/---
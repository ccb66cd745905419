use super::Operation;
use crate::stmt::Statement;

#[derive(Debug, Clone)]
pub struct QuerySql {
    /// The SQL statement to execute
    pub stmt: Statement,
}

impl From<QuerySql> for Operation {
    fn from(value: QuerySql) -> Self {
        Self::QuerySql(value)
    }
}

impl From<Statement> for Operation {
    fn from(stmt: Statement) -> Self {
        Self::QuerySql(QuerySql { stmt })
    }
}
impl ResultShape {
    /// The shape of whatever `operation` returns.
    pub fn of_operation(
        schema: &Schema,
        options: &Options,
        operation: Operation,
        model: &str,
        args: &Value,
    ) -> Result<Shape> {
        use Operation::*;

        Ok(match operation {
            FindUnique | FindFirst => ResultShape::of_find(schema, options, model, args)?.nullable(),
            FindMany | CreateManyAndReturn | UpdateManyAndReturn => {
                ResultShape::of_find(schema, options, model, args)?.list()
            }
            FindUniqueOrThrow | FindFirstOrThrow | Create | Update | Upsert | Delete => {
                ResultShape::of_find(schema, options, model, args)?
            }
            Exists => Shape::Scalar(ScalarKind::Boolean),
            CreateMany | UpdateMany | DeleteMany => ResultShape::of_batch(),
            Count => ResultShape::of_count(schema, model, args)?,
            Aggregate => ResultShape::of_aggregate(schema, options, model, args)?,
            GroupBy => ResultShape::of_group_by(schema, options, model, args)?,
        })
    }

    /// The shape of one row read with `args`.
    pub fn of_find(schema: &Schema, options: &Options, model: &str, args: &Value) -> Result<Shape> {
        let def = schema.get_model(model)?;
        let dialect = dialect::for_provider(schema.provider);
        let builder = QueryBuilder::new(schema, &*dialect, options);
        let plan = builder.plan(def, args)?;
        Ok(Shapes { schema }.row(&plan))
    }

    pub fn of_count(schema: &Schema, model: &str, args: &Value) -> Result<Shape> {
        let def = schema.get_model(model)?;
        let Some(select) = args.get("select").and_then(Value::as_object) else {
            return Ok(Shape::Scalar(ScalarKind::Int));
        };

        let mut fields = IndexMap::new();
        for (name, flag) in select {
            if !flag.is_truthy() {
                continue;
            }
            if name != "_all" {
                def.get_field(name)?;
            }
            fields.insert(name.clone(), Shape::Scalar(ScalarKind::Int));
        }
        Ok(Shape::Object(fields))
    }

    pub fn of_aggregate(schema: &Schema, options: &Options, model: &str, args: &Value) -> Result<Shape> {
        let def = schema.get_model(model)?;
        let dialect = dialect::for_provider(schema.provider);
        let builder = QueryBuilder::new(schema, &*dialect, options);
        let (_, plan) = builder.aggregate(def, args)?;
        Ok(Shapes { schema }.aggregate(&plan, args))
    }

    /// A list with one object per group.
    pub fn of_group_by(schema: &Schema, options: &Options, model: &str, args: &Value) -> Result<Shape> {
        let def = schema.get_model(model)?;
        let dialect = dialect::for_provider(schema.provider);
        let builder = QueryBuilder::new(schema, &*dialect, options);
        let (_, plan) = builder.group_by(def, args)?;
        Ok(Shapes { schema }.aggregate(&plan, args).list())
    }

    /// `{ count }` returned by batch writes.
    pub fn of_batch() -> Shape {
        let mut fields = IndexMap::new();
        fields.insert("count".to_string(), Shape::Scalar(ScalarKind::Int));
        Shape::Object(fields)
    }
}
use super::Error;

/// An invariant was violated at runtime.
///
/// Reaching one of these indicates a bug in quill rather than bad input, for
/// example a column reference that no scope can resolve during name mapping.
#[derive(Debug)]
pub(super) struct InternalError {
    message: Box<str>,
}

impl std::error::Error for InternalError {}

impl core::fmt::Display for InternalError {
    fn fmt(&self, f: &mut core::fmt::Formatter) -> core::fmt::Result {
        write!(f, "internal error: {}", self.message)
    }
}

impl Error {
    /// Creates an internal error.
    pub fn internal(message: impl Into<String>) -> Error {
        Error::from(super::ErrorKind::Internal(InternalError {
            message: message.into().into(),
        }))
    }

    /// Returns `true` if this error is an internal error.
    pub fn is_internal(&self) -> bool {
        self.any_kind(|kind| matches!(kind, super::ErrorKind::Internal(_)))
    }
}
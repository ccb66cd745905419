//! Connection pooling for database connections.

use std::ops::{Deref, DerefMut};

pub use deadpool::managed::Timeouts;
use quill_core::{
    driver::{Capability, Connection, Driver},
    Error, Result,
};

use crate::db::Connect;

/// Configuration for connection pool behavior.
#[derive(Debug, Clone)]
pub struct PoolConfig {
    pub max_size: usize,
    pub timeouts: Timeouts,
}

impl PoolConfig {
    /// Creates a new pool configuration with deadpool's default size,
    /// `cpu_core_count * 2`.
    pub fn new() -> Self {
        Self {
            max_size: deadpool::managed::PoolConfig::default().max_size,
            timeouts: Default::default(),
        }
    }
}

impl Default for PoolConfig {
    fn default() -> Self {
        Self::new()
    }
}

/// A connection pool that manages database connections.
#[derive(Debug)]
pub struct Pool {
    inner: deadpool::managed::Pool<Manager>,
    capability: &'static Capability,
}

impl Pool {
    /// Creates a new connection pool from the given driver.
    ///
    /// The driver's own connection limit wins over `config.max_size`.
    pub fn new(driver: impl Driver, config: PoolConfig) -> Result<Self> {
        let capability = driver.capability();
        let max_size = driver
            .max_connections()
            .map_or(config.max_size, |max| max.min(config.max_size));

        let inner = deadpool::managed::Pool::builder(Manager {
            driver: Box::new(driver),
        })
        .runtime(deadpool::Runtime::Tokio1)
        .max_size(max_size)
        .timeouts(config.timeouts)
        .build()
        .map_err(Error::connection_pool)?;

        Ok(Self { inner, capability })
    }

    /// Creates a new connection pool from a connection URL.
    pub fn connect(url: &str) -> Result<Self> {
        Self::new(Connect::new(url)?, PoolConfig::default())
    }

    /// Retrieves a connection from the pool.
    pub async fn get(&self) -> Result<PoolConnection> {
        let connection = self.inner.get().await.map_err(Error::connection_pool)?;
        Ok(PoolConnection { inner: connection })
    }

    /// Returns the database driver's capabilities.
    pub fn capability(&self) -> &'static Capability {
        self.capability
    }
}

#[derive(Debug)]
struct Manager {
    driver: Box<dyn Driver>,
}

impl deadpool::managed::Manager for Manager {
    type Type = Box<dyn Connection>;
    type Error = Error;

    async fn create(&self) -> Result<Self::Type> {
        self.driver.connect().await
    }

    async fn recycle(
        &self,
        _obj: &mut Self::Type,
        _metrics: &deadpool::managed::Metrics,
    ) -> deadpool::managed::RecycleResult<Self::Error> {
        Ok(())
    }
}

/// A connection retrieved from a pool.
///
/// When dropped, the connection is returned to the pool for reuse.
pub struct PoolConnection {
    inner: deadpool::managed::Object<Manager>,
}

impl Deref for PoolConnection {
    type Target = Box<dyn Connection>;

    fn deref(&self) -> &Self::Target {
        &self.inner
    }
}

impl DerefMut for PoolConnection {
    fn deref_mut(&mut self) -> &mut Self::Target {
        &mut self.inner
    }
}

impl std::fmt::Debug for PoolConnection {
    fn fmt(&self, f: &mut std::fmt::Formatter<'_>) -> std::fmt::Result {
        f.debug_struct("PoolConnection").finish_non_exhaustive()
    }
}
\---
What is required: The material must be transcribed exactly, down to the last line.

Your solution:
repository ccb66cd745905419
use super::Operation;
use crate::stmt::Statement;

#[derive(Debug, Clone)]
pub struct QuerySql {
    /// The SQL statement to execute
    pub stmt: Statement,
}

impl From<QuerySql> for Operation {
    fn from(value: QuerySql) -> Self {
        Self::QuerySql(value)
    }
}

impl From<Statement> for Operation {
    fn from(stmt: Statement) -> Self {
        Self::QuerySql(QuerySql { stmt })
    }
}
impl ResultShape {
    /// The shape of whatever `operation` returns.
    pub fn of_operation(
        schema: &Schema,
        options: &Options,
        operation: Operation,
        model: &str,
        args: &Value,
    ) -> Result<Shape> {
        use Operation::*;

        Ok(match operation {
            FindUnique | FindFirst => ResultShape::of_find(schema, options, model, args)?.nullable(),
            FindMany | CreateManyAndReturn | UpdateManyAndReturn => {
                ResultShape::of_find(schema, options, model, args)?.list()
            }
            FindUniqueOrThrow | FindFirstOrThrow | Create | Update | Upsert | Delete => {
                ResultShape::of_find(schema, options, model, args)?
            }
            Exists => Shape::Scalar(ScalarKind::Boolean),
            CreateMany | UpdateMany | DeleteMany => ResultShape::of_batch(),
            Count => ResultShape::of_count(schema, model, args)?,
            Aggregate => ResultShape::of_aggregate(schema, options, model, args)?,
            GroupBy => ResultShape::of_group_by(schema, options, model, args)?,
        })
    }

    /// The shape of one row read with `args`.
    pub fn of_find(schema: &Schema, options: &Options, model: &str, args: &Value) -> Result<Shape> {
        let def = schema.get_model(model)?;
        let dialect = dialect::for_provider(schema.provider);
        let builder = QueryBuilder::new(schema, &*dialect, options);
        let plan = builder.plan(def, args)?;
        Ok(Shapes { schema }.row(&plan))
    }

    pub fn of_count(schema: &Schema, model: &str, args: &Value) -> Result<Shape> {
        let def = schema.get_model(model)?;
        let Some(select) = args.get("select").and_then(Value::as_object) else {
            return Ok(Shape::Scalar(ScalarKind::Int));
        };

        let mut fields = IndexMap::new();
        for (name, flag) in select {
            if !flag.is_truthy() {
                continue;
            }
            if name != "_all" {
                def.get_field(name)?;
            }
            fields.insert(name.clone(), Shape::Scalar(ScalarKind::Int));
        }
        Ok(Shape::Object(fields))
    }

    pub fn of_aggregate(schema: &Schema, options: &Options, model: &str, args: &Value) -> Result<Shape> {
        let def = schema.get_model(model)?;
        let dialect = dialect::for_provider(schema.provider);
        let builder = QueryBuilder::new(schema, &*dialect, options);
        let (_, plan) = builder.aggregate(def, args)?;
        Ok(Shapes { schema }.aggregate(&plan, args))
    }

    /// A list with one object per group.
    pub fn of_group_by(schema: &Schema, options: &Options, model: &str, args: &Value) -> Result<Shape> {
        let def = schema.get_model(model)?;
        let dialect = dialect::for_provider(schema.provider);
        let builder = QueryBuilder::new(schema, &*dialect, options);
        let (_, plan) = builder.group_by(def, args)?;
        Ok(Shapes { schema }.aggregate(&plan, args).list())
    }

    /// `{ count }` returned by batch writes.
    pub fn of_batch() -> Shape {
        let mut fields = IndexMap::new();
        fields.insert("count".to_string(), Shape::Scalar(ScalarKind::Int));
        Shape::Object(fields)
    }
}
use super::Error;

/// An invariant was violated at runtime.
///
/// Reaching one of these indicates a bug in quill rather than bad input, for
/// example a column reference that no scope can resolve during name mapping.
#[derive(Debug)]
pub(super) struct InternalError {
    message: Box<str>,
}

impl std::error::Error for InternalError {}

impl core::fmt::Display for InternalError {
    fn fmt(&self, f: &mut core::fmt::Formatter) -> core::fmt::Result {
        write!(f, "internal error: {}", self.message)
    }
}

impl Error {
    /// Creates an internal error.
    pub fn internal(message: impl Into<String>) -> Error {
        Error::from(super::ErrorKind::Internal(InternalError {
            message: message.into().into(),
        }))
    }

    /// Returns `true` if this error is an internal error.
    pub fn is_internal(&self) -> bool {
        self.any_kind(|kind| matches!(kind, super::ErrorKind::Internal(_)))
    }
}
repository ccb66cd745905419
//! Connection pooling for database connections.

use std::ops::{Deref, DerefMut};

pub use deadpool::managed::Timeouts;
use quill_core::{
    driver::{Capability, Connection, Driver},
    Error, Result,
};

use crate::db::Connect;

/// Configuration for connection pool behavior.
#[derive(Debug, Clone)]
pub struct PoolConfig {
    pub max_size: usize,
    pub timeouts: Timeouts,
}

impl PoolConfig {
    /// Creates a new pool configuration with deadpool's default size,
    /// `cpu_core_count * 2`.
    pub fn new() -> Self {
        Self {
            max_size: deadpool::managed::PoolConfig::default().max_size,
            timeouts: Default::default(),
        }
    }
}

impl Default for PoolConfig {
    fn default() -> Self {
        Self::new()
    }
}

/// A connection pool that manages database connections.
#[derive(Debug)]
pub struct Pool {
    inner: deadpool::managed::Pool<Manager>,
    capability: &'static Capability,
}

impl Pool {
    /// Creates a new connection pool from the given driver.
    ///
    /// The driver's own connection limit wins over `config.max_size`.
    pub fn new(driver: impl Driver, config: PoolConfig) -> Result<Self> {
        let capability = driver.capability();
        let max_size = driver
            .max_connections()
            .map_or(config.max_size, |max| max.min(config.max_size));

        let inner = deadpool::managed::Pool::builder(Manager {
            driver: Box::new(driver),
        })
        .runtime(deadpool::Runtime::Tokio1)
        .max_size(max_size)
        .timeouts(config.timeouts)
        .build()
        .map_err(Error::connection_pool)?;

        Ok(Self { inner, capability })
    }

    /// Creates a new connection pool from a connection URL.
    pub fn connect(url: &str) -> Result<Self> {
        Self::new(Connect::new(url)?, PoolConfig::default())
    }

    /// Retrieves a connection from the pool.
    pub async fn get(&self) -> Result<PoolConnection> {
        let connection = self.inner.get().await.map_err(Error::connection_pool)?;
        Ok(PoolConnection { inner: connection })
    }

    /// Returns the database driver's capabilities.
    pub fn capability(&self) -> &'static Capability {
        self.capability
    }
}

#[derive(Debug)]
struct Manager {
    driver: Box<dyn Driver>,
}

impl deadpool::managed::Manager for Manager {
    type Type = Box<dyn Connection>;
    type Error = Error;

    async fn create(&self) -> Result<Self::Type> {
        self.driver.connect().await
    }

    async fn recycle(
        &self,
        _obj: &mut Self::Type,
        _metrics: &deadpool::managed::Metrics,
    ) -> deadpool::managed::RecycleResult<Self::Error> {
        Ok(())
    }
}

/// A connection retrieved from a pool.
///
/// When dropped, the connection is returned to the pool for reuse.
pub struct PoolConnection {
    inner: deadpool::managed::Object<Manager>,
}

impl Deref for PoolConnection {
    type Target = Box<dyn Connection>;

    fn deref(&self) -> &Self::Target {
        &self.inner
    }
}

impl DerefMut for PoolConnection {
    fn deref_mut(&mut self) -> &mut Self::Target {
        &mut self.inner
    }
}

impl std::fmt::Debug for PoolConnection {
    fn fmt(&self, f: &mut std::fmt::Formatter<'_>) -> std::fmt::Result {
        f.debug_struct("PoolConnection").finish_non_exhaustive()
    }
}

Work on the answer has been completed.